Ha habido sectas de somatistas que no creen que el gato esté dotado de un alma. Pero esta discusión está pasada de moda porque los humanos ya no están muy interesados en el alma. Ahora es parte de la conversación inteligente hablar sobre el cerebro. Durante el siglo xix, muchos científicos, psicólogos, naturalistas, zoólogos y otra gente así dedicaron todo su tiempo a desmenuzar el problema de si los animales piensan o no. Darwin, por supuesto, en aras de su teoría de la evolución, abrazó con gusto la causa de las bestias pensantes, y Romanes y otros lo han seguido en esa dirección. Otras personas de mayor o menor importancia han mostrado su desacuerdo hablando del “instinto”, etcétera. Hay toda una literatura de libros olvidados y contradictorios sobre el tema, e imagino que cualquier cosa escrita anteayer será igualmente descartada por inútil en el aula de un profesor que se respete. “No hay libro que no desmienta a otro –observa el sumamente sagaz Sylvestre Bonnard–, de modo que cuando se los ha leído todos no se sabe qué pensar”.
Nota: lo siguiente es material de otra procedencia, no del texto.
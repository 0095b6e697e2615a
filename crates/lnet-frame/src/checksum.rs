//! Frame checksum.
//!
//! The checksum is the sum of `SYN`, `SIZE`, `NODE` and every DATA byte,
//! modulo 256, taken over the unescaped bytes. Results that would collide
//! with a reserved value are replaced by their bitwise complement:
//! `0x55` is sent as `0xAA` and `0x02` as `0xFD`.

use crate::stuffing::{CONTROL, SYN};

/// Compute the checksum of one frame.
pub fn compute(size: u8, node: u8, data: &[u8]) -> u8 {
    let sum = data
        .iter()
        .fold(SYN.wrapping_add(size).wrapping_add(node), |acc, &b| {
            acc.wrapping_add(b)
        });
    match sum {
        SYN | CONTROL => !sum,
        other => other,
    }
}

/// Check a received checksum against the frame contents.
pub fn verify(size: u8, node: u8, data: &[u8], checksum: u8) -> bool {
    compute(size, node, data) == checksum
}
El respetable John Burroughs nos informa que cuando él oiga una risa animal creerá que tienen razonamiento. A los humanos se llega por la mente, dice; al animal, solo por los sentidos. Todo el secreto del entrenamiento de animales salvajes está en crearles nuevos hábitos. Pero cualquier capitán de ejército podrá informar al señor Burroughs que ese es también el secreto entre los hombres. Y hay quien contradice a Burroughs. Havelock Ellis dice en Impressions and Comments que “en verdad no hay nada tan primitivo, incluso tan animal, como la razón. Es plausible, aunque suene insano, que sea por sus emociones, no por la razón, que los humanos se diferencian realmente de las bestias. ‘Mi gato –dice Unamuno en Del sentimiento trágico de la vida– nunca se ríe o se lamenta; siempre está razonando’”.
El señor Burroughs también decidió que los animales no pueden pensar porque no tienen un lenguaje y no es posible pensar sin lenguaje. Pero ¿no tienen? El lenguaje vocal de los gatos es extraordinariamente completo, como lo demostraré en otro capítulo. Lo complementa con un lenguaje gestual que, por cierto, solo pueden comprender a cabalidad otros gatos. Está, por ejemplo, el lenguaje de la cola. El gato con una cola en alto como un estandarte es un gato satisfecho, contento, saludable y orgulloso. Una cola horizontal indica sigilo o terror. Y si la tiene enroscada bajo el cuerpo es que está muerto de miedo. El gato ondea la cola cuando está insatisfecho, molesto o de mal humor; encolerizado, la extiende con el pelaje erizado. La estira a modo de látigo en preparación para la batalla, y la enrosca cuando se divierte o siente placer. Y a veces usa su cola como las mujeres con sus boas y sus manguitos: para mantener el calor.